A higher heart rate is normal during pregnancy and is a necessary physiological response to the work of growing a baby. The maternal body undergoes profound, temporary changes to sustain both the mother and the developing fetus. These adjustments begin almost immediately and require the heart and circulatory system to adapt to a much larger workload than usual. The noticeable increase in heart rate is one manifestation of the body’s ability to meet the increasing metabolic demands of pregnancy. This change is expected and happens gradually, though it can sometimes feel alarming.
Understanding Cardiovascular Changes in Pregnancy
The primary reason for the accelerated heart rate is the dramatic increase in the volume of blood circulating throughout the body. By the end of pregnancy, a woman’s total blood volume can increase by up to 50% compared to her non-pregnant state. This additional fluid is needed to fill the maternal side of the placenta and to protect the mother from blood loss during delivery.

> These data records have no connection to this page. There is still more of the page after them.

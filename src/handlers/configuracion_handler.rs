//! handlers/configuracion_handler.rs
//! Parámetros globales del costeo (clave, valor texto y valor numérico).

use actix_web::web;

use crate::handlers::respuesta::{creado, mensaje, ok, Respuesta};
use crate::models::comun_model::{CambioEstatus, PaginacionQuery};
use crate::models::configuracion_model::{ConfiguracionFiltros, ConfiguracionForm};
use crate::models::permiso_model::PERMISO_CONFIGURACIONES;
use crate::models::sesion_model::SesionUsuario;
use crate::services::configuracion_service::ConfiguracionService;

/// GET /api/configuraciones
pub async fn listar_configuraciones_endpoint(
    sesion: SesionUsuario,
    service: web::Data<ConfiguracionService>,
    filtros: web::Query<ConfiguracionFiltros>,
    paginacion: web::Query<PaginacionQuery>,
) -> Respuesta {
    sesion.requiere_permiso(PERMISO_CONFIGURACIONES)?;
    Ok(ok(service.listar(&filtros, &paginacion).await?))
}

/// GET /api/configuraciones/clave/{clave}
/// Lectura abierta a cualquier sesión: los formularios la usan para defaults.
pub async fn obtener_por_clave_endpoint(
    _sesion: SesionUsuario,
    service: web::Data<ConfiguracionService>,
    path: web::Path<String>,
) -> Respuesta {
    Ok(ok(service.obtener_por_clave(&path).await?))
}

/// GET /api/configuraciones/{id}
pub async fn obtener_configuracion_endpoint(
    sesion: SesionUsuario,
    service: web::Data<ConfiguracionService>,
    path: web::Path<i64>,
) -> Respuesta {
    sesion.requiere_permiso(PERMISO_CONFIGURACIONES)?;
    Ok(ok(service.obtener(path.into_inner()).await?))
}

/// POST /api/configuraciones
pub async fn crear_configuracion_endpoint(
    sesion: SesionUsuario,
    service: web::Data<ConfiguracionService>,
    req_body: web::Json<ConfiguracionForm>,
) -> Respuesta {
    sesion.requiere_permiso(PERMISO_CONFIGURACIONES)?;
    let id = service.crear(req_body.into_inner()).await?;
    Ok(creado(id, "Configuración creada"))
}

/// PUT /api/configuraciones/{id}
pub async fn actualizar_configuracion_endpoint(
    sesion: SesionUsuario,
    service: web::Data<ConfiguracionService>,
    path: web::Path<i64>,
    req_body: web::Json<ConfiguracionForm>,
) -> Respuesta {
    sesion.requiere_permiso(PERMISO_CONFIGURACIONES)?;
    service
        .actualizar(path.into_inner(), req_body.into_inner())
        .await?;
    Ok(mensaje("Configuración actualizada"))
}

/// PATCH /api/configuraciones/{id}/estatus
pub async fn estatus_configuracion_endpoint(
    sesion: SesionUsuario,
    service: web::Data<ConfiguracionService>,
    path: web::Path<i64>,
    req_body: web::Json<CambioEstatus>,
) -> Respuesta {
    sesion.requiere_permiso(PERMISO_CONFIGURACIONES)?;
    service
        .cambiar_estatus(path.into_inner(), req_body.activo)
        .await?;
    Ok(mensaje("Estatus actualizado"))
}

To move this much larger volume of blood, the heart must pump more efficiently, leading to a significant increase in cardiac output, the total amount of blood pumped per minute. Cardiac output typically rises by 30% to 50% during gestation. This increase is achieved through a combination of the heart beating faster and a greater volume of blood being ejected with each beat, known as stroke volume.
Hormonal shifts also play a direct role, with hormones like progesterone causing peripheral vasodilation, which means the blood vessels widen. This widening lowers the resistance to blood flow, and the heart compensates for this drop in resistance by increasing its rate to maintain adequate circulation. Furthermore, the heart muscle itself undergoes temporary changes, a process called cardiac remodeling, where the left ventricle expands to accommodate the higher volume.

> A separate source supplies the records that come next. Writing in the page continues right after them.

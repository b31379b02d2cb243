//! handlers/storage_handler.rs
//! Sirve las imágenes del backend local de storage.

use std::path::{Component, PathBuf};

use actix_files::NamedFile;
use actix_web::web;

use crate::handlers::respuesta::fallo;
use crate::services::storage_service::StorageService;

/// GET /storage/{bucket}/{ruta..}
/// Ejemplo: http://localhost:5022/storage/imagenes/clientes/XXXX.png
pub async fn servir_imagen(
    storage: web::Data<StorageService>,
    path: web::Path<(String, String)>,
) -> Result<NamedFile, actix_web::Error> {
    let (bucket, ruta) = path.into_inner();
    let Some(dir) = storage.dir_local().filter(|_| bucket == storage.bucket()) else {
        return Err(no_encontrada());
    };

    let relativa = PathBuf::from(&ruta);
    // Sólo segmentos normales: nada de "..", raíz o prefijos
    if relativa
        .components()
        .any(|c| !matches!(c, Component::Normal(_)))
    {
        return Err(no_encontrada());
    }

    // NamedFile pone el Content-Type según la extensión
    NamedFile::open(dir.join(relativa)).map_err(|_| no_encontrada())
}

fn no_encontrada() -> actix_web::Error {
    actix_web::error::InternalError::from_response(
        "Imagen no encontrada",
        fallo(actix_web::http::StatusCode::NOT_FOUND, "Imagen no encontrada"),
    )
    .into()
}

Quantifying the Normal Heart Rate Increase
The expected increase in resting heart rate (RHR) is typically about 10 to 20 beats per minute (BPM) above the pre-pregnancy baseline. This represents a 20% to 25% elevation of the resting rate. For a woman whose RHR was 70 BPM before pregnancy, a rate around 80 to 90 BPM is expected and entirely normal.
This rise does not happen all at once but begins early, often starting around the eighth week of gestation. The heart rate continues to climb steadily throughout the trimesters, reaching its peak elevation sometime in the late second or early third trimester, often around 32 to 34 weeks. A resting heart rate up to 100 BPM is generally considered to be within the normal physiological range for a pregnant woman. The heart rate returns to its non-pregnant baseline within a few weeks to months after delivery.

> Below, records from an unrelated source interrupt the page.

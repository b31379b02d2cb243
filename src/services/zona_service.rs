//! services/zona_service.rs

use anyhow::{Context, Result};
use sqlx::{Pool, Sqlite};

use crate::errors::{mapear_sqlx, CosteoError};
use crate::models::comun_model::{Listado, OpcionDropdown, PaginacionQuery};
use crate::models::zona_model::{Zona, ZonaFiltros, ZonaForm};
use crate::services::crud_service::{self, Filtro, Tabla};
use crate::services::validacion::{ahora, opcional, requerido};

impl Tabla for Zona {
    const TABLA: &'static str = "zonas";
    const COLUMNAS: &'static str =
        "id, nombre, clave, descripcion, activo, fechacreacion, fechaactualizacion";
    const COLUMNA_NOMBRE: &'static str = "nombre";
    const ORDENABLES: &'static [&'static str] = &["nombre", "clave", "id"];
    const CONTEXTO: &'static str = "zona";
}

#[derive(Clone, Debug)]
pub struct ZonaService {
    db_pool: Pool<Sqlite>,
}

impl ZonaService {
    pub fn new(db_pool: Pool<Sqlite>) -> Self {
        ZonaService { db_pool }
    }

    pub async fn listar(
        &self,
        filtros: &ZonaFiltros,
        query: &PaginacionQuery,
    ) -> Result<Listado<Zona>> {
        let (orden, paginacion) = crud_service::orden_y_pagina::<Zona>(query)?;
        let filtro = Filtro::nuevo()
            .ilike("nombre", filtros.nombre.as_deref())
            .eq_bool("activo", filtros.activo);
        crud_service::listar(&self.db_pool, &filtro, &orden, &paginacion).await
    }

    pub async fn obtener(&self, id: i64) -> Result<Zona> {
        crud_service::obtener(&self.db_pool, id).await
    }

    pub async fn crear(&self, form: ZonaForm) -> Result<i64> {
        let nombre = requerido("nombre", &form.nombre)?;
        let clave = requerido("clave", &form.clave)?.to_uppercase();
        let descripcion = opcional(form.descripcion);
        let now = ahora();

        let id = sqlx::query(
            r#"
            INSERT INTO zonas (nombre, clave, descripcion, activo, fechacreacion, fechaactualizacion)
            VALUES (?1, ?2, ?3, 1, ?4, ?4)
            "#,
        )
        .bind(&nombre)
        .bind(&clave)
        .bind(&descripcion)
        .bind(&now)
        .execute(&self.db_pool)
        .await
        .map_err(|e| mapear_sqlx(e, "zona"))?
        .last_insert_rowid();

        log::info!("Zona {} creada ({})", id, clave);
        Ok(id)
    }

    pub async fn actualizar(&self, id: i64, form: ZonaForm) -> Result<()> {
        let nombre = requerido("nombre", &form.nombre)?;
        let clave = requerido("clave", &form.clave)?.to_uppercase();
        let descripcion = opcional(form.descripcion);

        let res = sqlx::query(
            r#"
            UPDATE zonas
            SET nombre = ?1, clave = ?2, descripcion = ?3, fechaactualizacion = ?4
            WHERE id = ?5
            "#,
        )
        .bind(&nombre)
        .bind(&clave)
        .bind(&descripcion)
        .bind(ahora())
        .bind(id)
        .execute(&self.db_pool)
        .await
        .map_err(|e| mapear_sqlx(e, "zona"))?;

        if res.rows_affected() == 0 {
            return Err(CosteoError::no_encontrado(format!(
                "No se encontró zona con id {id}"
            )));
        }
        Ok(())
    }

    pub async fn cambiar_estatus(&self, id: i64, activo: bool) -> Result<()> {
        crud_service::cambiar_estatus::<Zona>(&self.db_pool, id, activo).await
    }

    pub async fn eliminar(&self, id: i64) -> Result<()> {
        crud_service::eliminar::<Zona>(&self.db_pool, id).await
    }

    pub async fn dropdown(&self) -> Result<Vec<OpcionDropdown>> {
        crud_service::dropdown::<Zona>(&self.db_pool, &Filtro::nuevo()).await
    }

    /// Zonas activas asignadas a un cliente, para el select de catálogos
    pub async fn dropdown_por_cliente(&self, clienteid: i64) -> Result<Vec<OpcionDropdown>> {
        let opciones = sqlx::query_as::<_, OpcionDropdown>(
            r#"
            SELECT z.id, z.nombre
            FROM zonas z
            INNER JOIN clientesxzona cz ON cz.zonaid = z.id
            WHERE cz.clienteid = ?1 AND z.activo = 1
            ORDER BY z.nombre ASC, z.id ASC
            "#,
        )
        .bind(clienteid)
        .fetch_all(&self.db_pool)
        .await
        .context("Fallo al consultar zonas del cliente")?;
        Ok(opciones)
    }
}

Identifying Warning Signs and Symptoms
While a faster heart rate is normal, certain symptoms paired with it can indicate a need for medical evaluation. It is important to distinguish between common palpitations, which are brief and harmless, and symptoms that signal a potential medical concern. Any persistent or severe change in heart rhythm should be discussed with a healthcare provider to rule out underlying issues.
Symptoms that warrant prompt medical attention include chest pain, especially if it feels like tightness or pressure, or pain that radiates to the back, neck, or arm. Severe or sustained shortness of breath, particularly if it occurs while resting and not just during exertion, is also a concern. Episodes of fainting, severe dizziness, or lightheadedness should prompt an immediate call to a doctor.
A heart rate that remains persistently above 120 BPM, or palpitations that last for several minutes, should be quickly investigated. In some cases, a faster heart rate can be a sign of underlying conditions unmasked or exacerbated by pregnancy, such as severe anemia, hyperthyroidism, or preeclampsia. These conditions require diagnosis and specific treatment to ensure the health of both the mother and the baby.
Practical Steps for Managing Palpitations
For the common, non-threatening sensation of a racing heart or fluttering, there are simple lifestyle adjustments that can help manage the discomfort. Dehydration is a very common trigger for heart palpitations, so maintaining excellent hydration is highly beneficial. Drinking plenty of water throughout the day helps support the increased blood volume and overall cardiovascular function.
Avoiding certain triggers can also reduce the frequency of palpitations. Limiting the intake of caffeine and excessive sugar, both of which can stimulate the heart, is a practical step. Stress and anxiety are known to influence heart rhythm, so incorporating relaxation techniques such as deep breathing exercises, meditation, or prenatal yoga can be helpful.
Positional changes are another effective strategy, especially in later pregnancy. The weight of the uterus can sometimes press on major blood vessels when lying flat on the back, which can affect blood flow and trigger palpitations. Lying on the side, particularly the left side, can help improve circulation and alleviate these symptoms. Finally, prioritizing adequate rest allows the heart to work less strenuously, supporting the cardiovascular system through its increased workload.